Pericoronitis - Causes

Causes

Normally pericoronitis occurs in the tissues around the crown of a partially erupted mandibular third molar tooth (lower wisdom tooth). Several factors may act in combination to trigger an acute episode of pericoronitis.

The lower mandibular third molar is a commonly impacted tooth, as it is one of the last teeth to erupt into the dental arch. If the jaw is too small the wisdom tooth may erupt at an abnormal angle, e.g. mesioangularly, when it is tilted forwards. This is sometimes known colloquially as wisdom teeth "coming in sideways". Instead of erupting fully into the mouth, the tooth contacts the distal side (the side at the back) of the second molar and may be impacted in this position, i.e. it is stuck against another tooth and will not erupt any further. The partially erupted and possibly also tilted tooth remains half covered by gingival tissue (gum). The soft tissue that directly overlies the tooth is termed the operculum, or gingival flap. The operculum creates an ideal environment for the accumulation of food debris and micro-organisms (especially bacterial plaque) between it and the partially erupted tooth. This is also termed a plaque stagnation area. There is an inflammatory response in the adjacent soft tissues.

The inflammatory response causes edema (swelling) in the soft tissues directly above and around the tooth. The inflamed soft tissue, now increased in size may now be impinging on the space occupied by the upper molars during the bite. Hence, the upper molars may bite into and further traumatize the soft tissues surrounding the lower third molar. The Upper third molar will often be "over-erupted" because it has not met another tooth to bite into and keeps growing down. Teeth which have never been in a position to grind with another tooth are frequently sharp, as they have suffered no attrition (tooth wear caused by tooth to tooth contact). Trauma from the opposing tooth and swelling from the presence of bacteria beneath the operculum may become a spiraling cycle.

If bacteria begin to invade the soft tissues from the stagnation areas beneath the operculum, at this stage it is termed an active infection. Pericoronal infection is normally caused by a mixture of bacterial species that normally are present in the mouth, such as Streptococci and particularly various anaerobic species. Infection of the soft tissues may cause pus to form within an abscess, which is the body's attempt to isolate the infection. The abscess often spontaneously drains into the mouth via the area underneath the operculum, although sometimes there may be a discharging sinus tract that is in other locations in the mouth, e.g. further forward next to the other molar teeth. This may cause confusion as it appears that a different tooth is infected rather than the wisdom tooth.

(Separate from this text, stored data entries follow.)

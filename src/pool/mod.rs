//! Connection pooling and circuit breaker module
//!
//! This module provides:
//! - A fixed-size pool of live connections with blocking borrow/return
//! - A failure-rate circuit breaker gating every connection attempt
//! - A listener task mapping breaker events onto the pool status
//! - Automatic pool regeneration once a trip has cooled down

pub mod circuit;
pub mod controller;
pub mod listener;
pub mod provider;
pub mod store;

pub use circuit::{BreakerError, BreakerEvent, BreakerStats, CircuitBreaker, CircuitBreakerConfig};
pub use controller::{InitError, Pool, PoolError, PoolStats};
pub use listener::PoolStatus;
pub use provider::{BoxError, ConnectionProvider};
pub use store::{Slot, SlotStore, StoreRetired};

The chronically inflamed soft tissues around the tooth may give few if any symptoms. A sudden, acute exacerbation of the inflammation may occur, e.g. if a piece of food gets stuck under the operculum, trapping bacteria beneath it, or if the host immune system becomes temporarily compromised (e.g. during influenza or upper respiratory tract infections, or a period of stress). In this respect, acute pericoronitis can be considered an opportunistic infection, or rather, an opportunistic exacerbation of a chronic process which is normally largely kept in check by a competent immune system.

Trismus indicates that the inflammation/infection involves the muscles of mastication (the muscles that move the jaw). Pain when biting may be caused by an upper tooth pressing into a swollen operculum over a lower tooth.

The halitosis that often accompanies pericoronitis is due to the stagnantion of food debris and bacteria underneath the operculum. The bacteria putrefy proteins in this environment and release malodorous volatile sulfur compounds. The bad taste is related the exudation of pus from beneath the flap.

Pericoronal infection may remain localized in the tissues around the crown or spread into adjacent potential spaces. Acute pericoronitis is often responsible for the spread of infection to areas of the neck or face. As such, the infection may result in an obvious facial swelling, or even compromise the airway depending upon the direction of spread. Pus in the region of the lower third molar may spread in any one of several directions and involve potential spaces. This is unpredictable and mostly related to local anatomic factors such as muscle attachments. Possible potential spaces which may become involved with a spreading pericoronal infection include the sublingual space, submandibular space, parapharyngeal space, pterygomandibular space, infratemporal space, submasseteric space and buccal space. Ludwig's angina is bilateral infection involving the submandibular and sublingual spaces. This is a serious condition because the airway can become compressed by the swelling. It is a rare complication of pericoronitis.

Chronic pericoronitis may be the etiology for the development of paradental cyst, an inflammatory odontogenic cyst. Areas of chronic pericoronitis may cause the radiographic appearance of the local bone to become more radiopaque than surrounding bone. An area of ulceration may develop on the operculum in the long term, which resembles necrotizing ulcerative gingivitis. The presence of supernumerary teeth (extra teeth) makes pericoronitis more likely.